Da un punto di vista giuridico, prescindendo da ogni considerazione in materia sanitaria e scientifica, l'incostituzionalità dell'obbligo vaccinale introdotto dall'art. 4 del DL 44/2021 è più che fondata per l'attuale contesto.

Ai professionisti e agli operatori sanitari dissenzienti dall'obbligo di vaccinazione o più semplicemente rivendicanti il diritto di scegliere la tipologia di vaccino non sarà né facile, né veloce tutelare il loro diritto di scelta. Gli Ordini professionali e i datori di lavoro applicheranno, infatti, il disposto dell'art. 4 del D.L. 44/2021 e ai lavoratori così penalizzati non resterà che la via del contenzioso giudiziale innanzi al Giudice del lavoro, che potrà essere loro favorevole sole in presenza del verificarsi di due condizioni.

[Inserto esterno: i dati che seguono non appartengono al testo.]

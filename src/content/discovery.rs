//! Content file discovery

use lazy_static::lazy_static;
use regex::Regex;
use std::fs;
use std::path::{Path, PathBuf};
use walkdir::WalkDir;

use super::ContentError;

lazy_static! {
    static ref MARKUP_EXT: Regex = Regex::new(r"\.mdx?$").unwrap();
}

/// Markup extensions in lookup priority order
pub const MARKUP_EXTENSIONS: [&str; 2] = ["mdx", "md"];

/// How far below the root discovery descends
#[derive(Debug, Clone, Copy, PartialEq, Eq)]
pub enum Depth {
    /// Immediate children only
    Flat,
    /// All subdirectories
    Recursive,
}

/// Find all `.md`/`.mdx` files under `root`.
///
/// Fails only when the root itself cannot be read. Unreadable entries below
/// it are logged and skipped, keeping whatever was collected from siblings.
/// The result is in file-name order per directory, which callers must not
/// rely on for presentation.
pub fn find_markup_files(root: &Path, depth: Depth) -> Result<Vec<PathBuf>, ContentError> {
    fs::read_dir(root).map_err(|source| ContentError::DirectoryUnavailable {
        path: root.to_path_buf(),
        source,
    })?;

    let mut walker = WalkDir::new(root)
        .min_depth(1)
        .follow_links(true)
        .sort_by_file_name();
    if depth == Depth::Flat {
        walker = walker.max_depth(1);
    }

    let mut files = Vec::new();
    for entry in walker {
        match entry {
            Ok(entry) => {
                if entry.file_type().is_file() && is_markup_file(entry.path()) {
                    files.push(entry.into_path());
                }
            }
            Err(e) => {
                tracing::warn!(
                    "Error reading {:?} during discovery, skipping: {}",
                    e.path().unwrap_or(root),
                    e
                );
            }
        }
    }

    Ok(files)
}

/// Check if a file is a markdown or MDX file
pub fn is_markup_file(path: &Path) -> bool {
    path.file_name()
        .and_then(|n| n.to_str())
        .map(|n| MARKUP_EXT.is_match(n))
        .unwrap_or(false)
}

/// Slug from filename: the name with its markup extension removed, nothing else
pub fn slug_from_path(path: &Path) -> Option<String> {
    let name = path.file_name()?.to_str()?;
    if !MARKUP_EXT.is_match(name) {
        return None;
    }
    Some(MARKUP_EXT.replace(name, "").into_owned())
}

/// Slugs and page names are single path components
pub fn is_safe_slug(slug: &str) -> bool {
    !slug.is_empty()
        && slug != "."
        && slug != ".."
        && !slug.contains(['/', '\\', '\0'])
}

#[cfg(test)]
mod tests {
    use super::*;
    use tempfile::TempDir;

    fn touch(root: &Path, rel: &str) {
        let path = root.join(rel);
        fs::create_dir_all(path.parent().unwrap()).unwrap();
        fs::write(path, "").unwrap();
    }

    fn names(root: &Path, files: &[PathBuf]) -> Vec<String> {
        let mut names: Vec<_> = files
            .iter()
            .map(|p| p.strip_prefix(root).unwrap().to_string_lossy().replace('\\', "/"))
            .collect();
        names.sort();
        names
    }

    #[test]
    fn test_recursive_and_flat() {
        let dir = TempDir::new().unwrap();
        let root = dir.path();
        touch(root, "a.md");
        touch(root, "b.mdx");
        touch(root, "notes.txt");
        touch(root, "README.markdown");
        touch(root, "networking/c.md");
        touch(root, "networking/deep/d.mdx");

        let all = find_markup_files(root, Depth::Recursive).unwrap();
        assert_eq!(
            names(root, &all),
            vec!["a.md", "b.mdx", "networking/c.md", "networking/deep/d.mdx"]
        );

        let flat = find_markup_files(root, Depth::Flat).unwrap();
        assert_eq!(names(root, &flat), vec!["a.md", "b.mdx"]);
    }

    #[test]
    fn test_directory_named_like_markup_is_skipped() {
        let dir = TempDir::new().unwrap();
        fs::create_dir_all(dir.path().join("drafts.md")).unwrap();
        touch(dir.path(), "drafts.md/inner.md");

        let flat = find_markup_files(dir.path(), Depth::Flat).unwrap();
        assert!(flat.is_empty());
    }

    #[test]
    fn test_missing_root() {
        let dir = TempDir::new().unwrap();
        let err = find_markup_files(&dir.path().join("nope"), Depth::Recursive).unwrap_err();
        assert!(matches!(err, ContentError::DirectoryUnavailable { .. }));
    }

    #[cfg(unix)]
    #[test]
    fn test_broken_entries_keep_siblings() {
        use std::os::unix::fs::symlink;

        let dir = TempDir::new().unwrap();
        let root = dir.path();
        touch(root, "a.md");
        touch(root, "sub/z.md");
        // Dangling link and a link back to the root both fail mid-walk
        symlink(root.join("nowhere.md"), root.join("bad.md")).unwrap();
        symlink(root, root.join("sub/loop")).unwrap();

        let files = find_markup_files(root, Depth::Recursive).unwrap();
        assert_eq!(names(root, &files), vec!["a.md", "sub/z.md"]);

        let flat = find_markup_files(root, Depth::Flat).unwrap();
        assert_eq!(names(root, &flat), vec!["a.md"]);
    }

    #[test]
    fn test_slug_from_path() {
        assert_eq!(slug_from_path(Path::new("posts/x/hello.md")).as_deref(), Some("hello"));
        assert_eq!(slug_from_path(Path::new("hello.world.mdx")).as_deref(), Some("hello.world"));
        assert_eq!(slug_from_path(Path::new("Mixed Case.md")).as_deref(), Some("Mixed Case"));
        assert_eq!(slug_from_path(Path::new("notes.txt")), None);
    }

    #[test]
    fn test_is_safe_slug() {
        assert!(is_safe_slug("hello-world"));
        assert!(!is_safe_slug("../secret"));
        assert!(!is_safe_slug(".."));
        assert!(!is_safe_slug(""));
    }
}
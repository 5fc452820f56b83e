//! CLI entry point for folio-rs

use anyhow::Result;
use clap::{Parser, Subcommand};
use std::path::PathBuf;
use tracing_subscriber::{layer::SubscriberExt, util::SubscriberInitExt};

#[derive(Parser)]
#[command(name = "folio-rs")]
#[command(version)]
#[command(about = "Content loader for a Markdown/MDX portfolio and blog", long_about = None)]
struct Cli {
    /// Set the base directory (defaults to current directory)
    #[arg(short, long, global = true)]
    cwd: Option<PathBuf>,

    /// Enable debug output
    #[arg(short, long, global = true)]
    debug: bool,

    #[command(subcommand)]
    command: Commands,
}

#[derive(Subcommand)]
enum Commands {
    /// List site content
    #[command(alias = "ls")]
    List {
        /// Type of content to list (posts, projects, pages, tags, slugs)
        #[arg(default_value = "posts")]
        r#type: String,

        /// Print JSON instead of text
        #[arg(long)]
        json: bool,
    },

    /// Show a single post, project or page
    Show {
        /// Type of content (post, project, page)
        r#type: String,

        /// Slug or page name
        id: String,

        /// Print JSON instead of text
        #[arg(long)]
        json: bool,
    },

    /// List every route the site can pre-render
    Routes {
        /// Print JSON instead of text
        #[arg(long)]
        json: bool,
    },

    /// Validate content frontmatter
    Check {
        /// Re-check whenever content changes
        #[arg(short, long)]
        watch: bool,
    },

    /// Display version information
    Version,
}

#[tokio::main]
async fn main() -> Result<()> {
    let cli = Cli::parse();

    // Initialize logging
    let filter = if cli.debug {
        "folio_rs=debug,info"
    } else {
        "folio_rs=info"
    };

    tracing_subscriber::registry()
        .with(
            tracing_subscriber::EnvFilter::try_from_default_env().unwrap_or_else(|_| filter.into()),
        )
        .with(tracing_subscriber::fmt::layer().with_writer(std::io::stderr))
        .init();

    // Determine base directory
    let base_dir = match cli.cwd {
        Some(dir) => dir,
        None => std::env::current_dir()?,
    };

    match cli.command {
        Commands::List { r#type, json } => {
            let folio = folio_rs::Folio::new(&base_dir)?;
            folio_rs::commands::list::run(&folio, &r#type, json)?;
        }

        Commands::Show { r#type, id, json } => {
            let folio = folio_rs::Folio::new(&base_dir)?;
            folio_rs::commands::show::run(&folio, &r#type, &id, json).await?;
        }

        Commands::Routes { json } => {
            let folio = folio_rs::Folio::new(&base_dir)?;
            folio_rs::commands::routes::run(&folio, json)?;
        }

        Commands::Check { watch } => {
            let folio = folio_rs::Folio::new(&base_dir)?;
            tracing::info!("Checking content in {:?}", folio.content_dir);
            folio_rs::commands::check::run(&folio, watch)?;
        }

        Commands::Version => {
            println!("folio-rs version {}", env!("CARGO_PKG_VERSION"));
        }
    }

    Ok(())
}
//! Content repository - resolves posts, projects and pages from the content tree
//!
//! Every call re-reads the filesystem; nothing is cached between calls.
//! Listing operations validate the required frontmatter of their kind and
//! skip incomplete files, while slug lookups return whatever is on disk and
//! only warn. Failures are logged and degrade to empty lists or `None`.

use std::cmp::Reverse;
use std::collections::HashMap;
use std::fs;
use std::io;
use std::path::{Path, PathBuf};

use super::date::parse_date;
use super::discovery::{
    find_markup_files, is_safe_slug, slug_from_path, Depth, MARKUP_EXTENSIONS,
};
use super::reading_time::{reading_time, WORDS_PER_MINUTE};
use super::{
    ContentError, ContentKind, FrontMatter, PageContent, Post, PostSummary,
    Project, ProjectFrontMatter, ProjectSummary,
};
use crate::config::{ContentPaths, SiteConfig};

/// Read-only view over the content directories
#[derive(Debug, Clone)]
pub struct ContentRepository {
    paths: ContentPaths,
    words_per_minute: usize,
}

impl ContentRepository {
    /// Create a repository over explicit content locations
    pub fn new(paths: ContentPaths) -> Self {
        Self {
            paths,
            words_per_minute: WORDS_PER_MINUTE,
        }
    }

    /// Override the reading speed used for reading-time estimates
    pub fn with_words_per_minute(mut self, words_per_minute: usize) -> Self {
        self.words_per_minute = words_per_minute.max(1);
        self
    }

    pub fn paths(&self) -> &ContentPaths {
        &self.paths
    }

    // ------------------------------------------------------------------
    // Posts
    // ------------------------------------------------------------------

    /// All post files, recursively
    pub fn post_files(&self) -> Result<Vec<PathBuf>, ContentError> {
        find_markup_files(&self.paths.posts, Depth::Recursive)
    }

    /// Posts with complete frontmatter, newest first
    pub fn list_posts(&self) -> Vec<PostSummary> {
        let files = match self.post_files() {
            Ok(files) => files,
            Err(e) => {
                tracing::warn!("{}", e);
                return Vec::new();
            }
        };

        let mut posts = Vec::new();
        for path in files {
            match self.load_post_summary(&path) {
                Ok(summary) => posts.push((path, summary)),
                Err(e) => tracing::warn!("Skipping post: {}", e),
            }
        }

        sort_newest_first(&mut posts, |p| (p.date.clone(), p.slug.clone()));
        posts.into_iter().map(|(_, summary)| summary).collect()
    }

    fn load_post_summary(&self, path: &Path) -> Result<PostSummary, ContentError> {
        let slug = slug_for(path)?;
        let (fm, body) = read_document(path)?;
        let reading_time = reading_time(&body, self.words_per_minute).text;
        PostSummary::from_frontmatter(slug, path.to_path_buf(), &fm, reading_time)
    }

    /// Look up a post by slug, `None` when it does not exist or cannot be read
    pub async fn get_post(&self, slug: &str) -> Option<Post> {
        found_or_log(self.load_post(slug).await)
    }

    /// Look up a post by slug.
    ///
    /// `.mdx` wins over `.md`; among files with the same slug and extension in
    /// different subdirectories the first path in sorted order wins.
    pub async fn load_post(&self, slug: &str) -> Result<Post, ContentError> {
        let not_found = || ContentError::NotFound {
            kind: "Post",
            id: slug.to_string(),
            dir: self.paths.posts.clone(),
        };
        if !is_safe_slug(slug) {
            return Err(not_found());
        }

        // The recursive walk is blocking, keep it off the runtime's worker threads
        let root = self.paths.posts.clone();
        let files =
            match tokio::task::spawn_blocking(move || find_markup_files(&root, Depth::Recursive))
                .await
            {
                Ok(Ok(files)) => files,
                Ok(Err(e)) => {
                    tracing::warn!("{}", e);
                    Vec::new()
                }
                Err(e) => {
                    tracing::warn!("Post discovery task failed: {}", e);
                    Vec::new()
                }
            };

        let candidates: Vec<PathBuf> = files
            .into_iter()
            .filter(|p| slug_from_path(p).as_deref() == Some(slug))
            .collect();

        let path = MARKUP_EXTENSIONS
            .iter()
            .find_map(|ext| {
                candidates
                    .iter()
                    .find(|p| p.extension().and_then(|e| e.to_str()) == Some(*ext))
            })
            .cloned()
            .ok_or_else(not_found)?;

        if candidates.len() > 1 {
            tracing::warn!(
                "Post slug \"{}\" matches {} files, using {:?}",
                slug,
                candidates.len(),
                path
            );
        }

        let (fm, body) = read_document_async(&path).await?;
        let post = Post::new(
            slug.to_string(),
            &fm,
            reading_time(&body, self.words_per_minute).text,
            body,
            path,
        )?;
        if !post.missing_fields().is_empty() {
            tracing::warn!(
                "Post \"{}\" (at {:?}) is missing required frontmatter: {}",
                slug,
                post.full_source,
                post.missing_fields().join(", ")
            );
        }

        Ok(post)
    }

    /// Every post slug, without frontmatter validation
    pub fn post_slugs(&self) -> Vec<String> {
        match self.post_files() {
            Ok(files) => files.iter().filter_map(|p| slug_from_path(p)).collect(),
            Err(e) => {
                tracing::warn!("{}", e);
                Vec::new()
            }
        }
    }

    /// Tag usage over listed posts, most used first
    pub fn tags(&self) -> Vec<(String, usize)> {
        let mut counts: HashMap<String, usize> = HashMap::new();
        for post in self.list_posts() {
            for tag in post.tags {
                *counts.entry(tag).or_insert(0) += 1;
            }
        }

        let mut tags: Vec<_> = counts.into_iter().collect();
        tags.sort_by(|a, b| b.1.cmp(&a.1).then_with(|| a.0.cmp(&b.0)));
        tags
    }

    // ------------------------------------------------------------------
    // Projects
    // ------------------------------------------------------------------

    /// Project files directly inside the projects directory
    pub fn project_files(&self) -> Result<Vec<PathBuf>, ContentError> {
        find_markup_files(&self.paths.projects, Depth::Flat)
    }

    /// Projects with complete frontmatter, newest first
    pub fn list_projects(&self) -> Vec<ProjectSummary> {
        let files = match self.project_files() {
            Ok(files) => files,
            Err(e) => {
                tracing::warn!("{}", e);
                return Vec::new();
            }
        };

        let mut projects = Vec::new();
        for path in files {
            match self.load_project_summary(&path) {
                Ok(summary) => {
                    if summary.tags.is_empty() {
                        tracing::warn!("Project \"{}\" has an empty tag list", summary.slug);
                    }
                    projects.push((path, summary));
                }
                Err(e) => tracing::warn!("Skipping project: {}", e),
            }
        }

        sort_newest_first(&mut projects, |p| (p.date.clone(), p.slug.clone()));
        projects.into_iter().map(|(_, summary)| summary).collect()
    }

    fn load_project_summary(&self, path: &Path) -> Result<ProjectSummary, ContentError> {
        let slug = slug_for(path)?;
        let (fm, _) = read_document(path)?;
        ProjectSummary::from_frontmatter(slug, path.to_path_buf(), &fm)
    }

    /// Look up a project by slug, `None` when it does not exist or cannot be read
    pub async fn get_project(&self, slug: &str) -> Option<Project> {
        found_or_log(self.load_project(slug).await)
    }

    /// Look up a project by slug, probing `<slug>.mdx` before `<slug>.md`
    pub async fn load_project(&self, slug: &str) -> Result<Project, ContentError> {
        let not_found = || ContentError::NotFound {
            kind: "Project",
            id: slug.to_string(),
            dir: self.paths.projects.clone(),
        };
        if !is_safe_slug(slug) {
            return Err(not_found());
        }

        let mut found = None;
        for ext in MARKUP_EXTENSIONS {
            let candidate = self.paths.projects.join(format!("{}.{}", slug, ext));
            if is_file_async(&candidate).await? {
                found = Some(candidate);
                break;
            }
        }
        let path = found.ok_or_else(not_found)?;

        let (fm, body) = read_document_async(&path).await?;
        let frontmatter: ProjectFrontMatter = typed(&fm, &path)?;
        let missing = fm.missing(ContentKind::Project.required_fields());
        if !missing.is_empty() {
            tracing::warn!(
                "Project \"{}\" is missing required frontmatter: {}",
                slug,
                missing.join(", ")
            );
        }

        Ok(Project {
            slug: slug.to_string(),
            frontmatter,
            source: body,
            full_source: path,
        })
    }

    /// Every project slug, without frontmatter validation
    pub fn project_slugs(&self) -> Vec<String> {
        match self.project_files() {
            Ok(files) => files.iter().filter_map(|p| slug_from_path(p)).collect(),
            Err(e) => {
                tracing::warn!("{}", e);
                Vec::new()
            }
        }
    }

    // ------------------------------------------------------------------
    // Static pages
    // ------------------------------------------------------------------

    fn page_path(&self, name: &str) -> PathBuf {
        self.paths.pages.join(format!("{}.md", name))
    }

    /// Load `<pages>/<name>.md`, `None` when it does not exist or cannot be read
    pub async fn get_page(&self, name: &str) -> Option<PageContent> {
        found_or_log(self.load_page(name).await)
    }

    /// Load a static page; its frontmatter is not validated
    pub async fn load_page(&self, name: &str) -> Result<PageContent, ContentError> {
        let path = self.page_path(name);
        if !is_safe_slug(name) || !is_file_async(&path).await? {
            return Err(ContentError::NotFound {
                kind: "Static page",
                id: format!("{}.md", name),
                dir: self.paths.pages.clone(),
            });
        }

        let (frontmatter, source) = read_document_async(&path).await?;
        Ok(PageContent {
            source,
            frontmatter,
        })
    }

    /// Names of the static pages on disk
    pub fn page_names(&self) -> Vec<String> {
        match find_markup_files(&self.paths.pages, Depth::Flat) {
            Ok(files) => files
                .iter()
                .filter(|p| p.extension().and_then(|e| e.to_str()) == Some("md"))
                .filter_map(|p| slug_from_path(p))
                .collect(),
            Err(e) => {
                tracing::warn!("{}", e);
                Vec::new()
            }
        }
    }

    /// Check whether a static page file exists
    pub fn has_page(&self, name: &str) -> bool {
        is_safe_slug(name) && self.page_path(name).is_file()
    }

    // ------------------------------------------------------------------
    // Routes
    // ------------------------------------------------------------------

    /// Every route the site can pre-render
    pub fn routes(&self, config: &SiteConfig) -> Vec<String> {
        let blog = config.blog_route.trim_matches('/');
        let projects = config.projects_route.trim_matches('/');

        let mut routes = vec!["/".to_string()];

        for (route, page) in &config.pages {
            if self.has_page(page) {
                routes.push(format!("/{}", route.trim_matches('/')));
            } else {
                tracing::debug!("Skipping route /{}: page \"{}\" not found", route, page);
            }
        }

        routes.push(format!("/{}", blog));
        routes.extend(
            self.post_slugs()
                .into_iter()
                .map(|slug| format!("/{}/{}", blog, slug)),
        );

        routes.push(format!("/{}", projects));
        routes.extend(
            self.project_slugs()
                .into_iter()
                .map(|slug| format!("/{}/{}", projects, slug)),
        );

        routes
    }
}

/// Read a content file and split it into frontmatter and body
pub fn read_document(path: &Path) -> Result<(FrontMatter, String), ContentError> {
    let content = fs::read_to_string(path).map_err(|e| ContentError::io(path, e))?;
    let (fm, body) = FrontMatter::parse(&content);
    Ok((fm, body.to_string()))
}

async fn read_document_async(path: &Path) -> Result<(FrontMatter, String), ContentError> {
    let content = tokio::fs::read_to_string(path)
        .await
        .map_err(|e| ContentError::io(path, e))?;
    let (fm, body) = FrontMatter::parse(&content);
    Ok((fm, body.to_string()))
}

async fn is_file_async(path: &Path) -> Result<bool, ContentError> {
    match tokio::fs::metadata(path).await {
        Ok(meta) => Ok(meta.is_file()),
        Err(e) if e.kind() == io::ErrorKind::NotFound => Ok(false),
        Err(e) => Err(ContentError::io(path, e)),
    }
}

fn slug_for(path: &Path) -> Result<String, ContentError> {
    slug_from_path(path).ok_or_else(|| ContentError::Frontmatter {
        path: path.to_path_buf(),
        message: "file name has no markup extension".to_string(),
    })
}

fn typed<T: serde::de::DeserializeOwned>(fm: &FrontMatter, path: &Path) -> Result<T, ContentError> {
    fm.to_typed().map_err(|e| ContentError::Frontmatter {
        path: path.to_path_buf(),
        message: e.to_string(),
    })
}

/// Collapse a lookup result to an option, logging why nothing was found
fn found_or_log<T>(result: Result<T, ContentError>) -> Option<T> {
    match result {
        Ok(item) => Some(item),
        Err(e) if e.is_not_found() => {
            tracing::debug!("{}", e);
            None
        }
        Err(e) => {
            tracing::warn!("{}", e);
            None
        }
    }
}

/// Sort newest first. Unparseable dates go last; ties break by slug, then path.
fn sort_newest_first<T>(items: &mut [(PathBuf, T)], key: impl Fn(&T) -> (String, String)) {
    items.sort_by_cached_key(|(path, item)| {
        let (date, slug) = key(item);
        let parsed = parse_date(&date);
        (parsed.is_none(), Reverse(parsed), slug, path.clone())
    });
}
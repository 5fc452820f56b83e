//! List site content

use anyhow::Result;

use crate::Folio;

/// List site content by type
pub fn run(folio: &Folio, content_type: &str, json: bool) -> Result<()> {
    let repo = folio.repository();

    match content_type {
        "post" | "posts" => {
            let posts = repo.list_posts();
            if json {
                return super::print_json(&posts);
            }
            println!("Posts ({}):", posts.len());
            for post in posts {
                println!(
                    "  {} - {} [{}] ({})",
                    post.date, post.title, post.slug, post.reading_time
                );
            }
        }
        "project" | "projects" => {
            let projects = repo.list_projects();
            if json {
                return super::print_json(&projects);
            }
            println!("Projects ({}):", projects.len());
            for project in projects {
                println!(
                    "  {} - {} [{}] {}",
                    project.date,
                    project.title,
                    project.slug,
                    project.tags.join(", ")
                );
            }
        }
        "page" | "pages" => {
            let pages = repo.page_names();
            if json {
                return super::print_json(&pages);
            }
            println!("Pages ({}):", pages.len());
            for page in pages {
                println!("  {}", page);
            }
        }
        "tag" | "tags" => {
            let tags = repo.tags();
            if json {
                return super::print_json(&tags);
            }
            println!("Tags ({}):", tags.len());
            for (tag, count) in tags {
                println!("  {} ({})", tag, count);
            }
        }
        "slug" | "slugs" => {
            let posts = repo.post_slugs();
            let projects = repo.project_slugs();
            if json {
                return super::print_json(&serde_json::json!({
                    "posts": posts,
                    "projects": projects,
                }));
            }
            println!("Post slugs ({}):", posts.len());
            for slug in posts {
                println!("  {}", slug);
            }
            println!("Project slugs ({}):", projects.len());
            for slug in projects {
                println!("  {}", slug);
            }
        }
        _ => {
            anyhow::bail!(
                "Unknown type: {}. Available: posts, projects, pages, tags, slugs",
                content_type
            );
        }
    }

    Ok(())
}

Il Giudice dovrà, infatti, ritenere non manifestamente infondata l'eccezione di incostituzionalità della norma, sospendendo il giudizio di merito in attesa della pronuncia della Corte Costituzionale, che dovrà accertare l'incostituzionalità della norma impositrice dell'obbligo vaccinale.

A conclusione di questa disamina non può non essere ricordato che la Costituzione ha anche funzione di limite al potere di maggioranza governativo ed è presidio posto a tutela della democrazia nella sua accezione più pura e nobile; prevaricarla sistematicamente in nome dell’emergenza sanitaria - si pensi ai tanti dinieghi di valori e diritti costituzionali da un anno a questa parte calpestati, quali la libertà di movimento (confinati a casa), diritto al lavoro (attività chiuse), diritto all’istruzione (scuole e università chiuse), libertà religiosa (funzioni e riti sospesi) - non è sicuramente risolutivo della pandemia, ma foriero di un futuro senza certezze e garanzie per i cittadini. La Costituzione e il suo rispetto, non sono solo concetti giuridici astratti per addetti ai lavori, ma sono soprattutto gli elementi distintivi di una democrazia.

I principi costituzionali e i diritti ivi affermati sono più importanti che mai in tempi di crisi. Il CORONAVIRUS si è portato via molte vite e ci ha sottratto molto del nostro quotidiano, la legislazione emergenziale però ci sta sottraendo i valori fondamentali di una società libera: la certezza del diritto.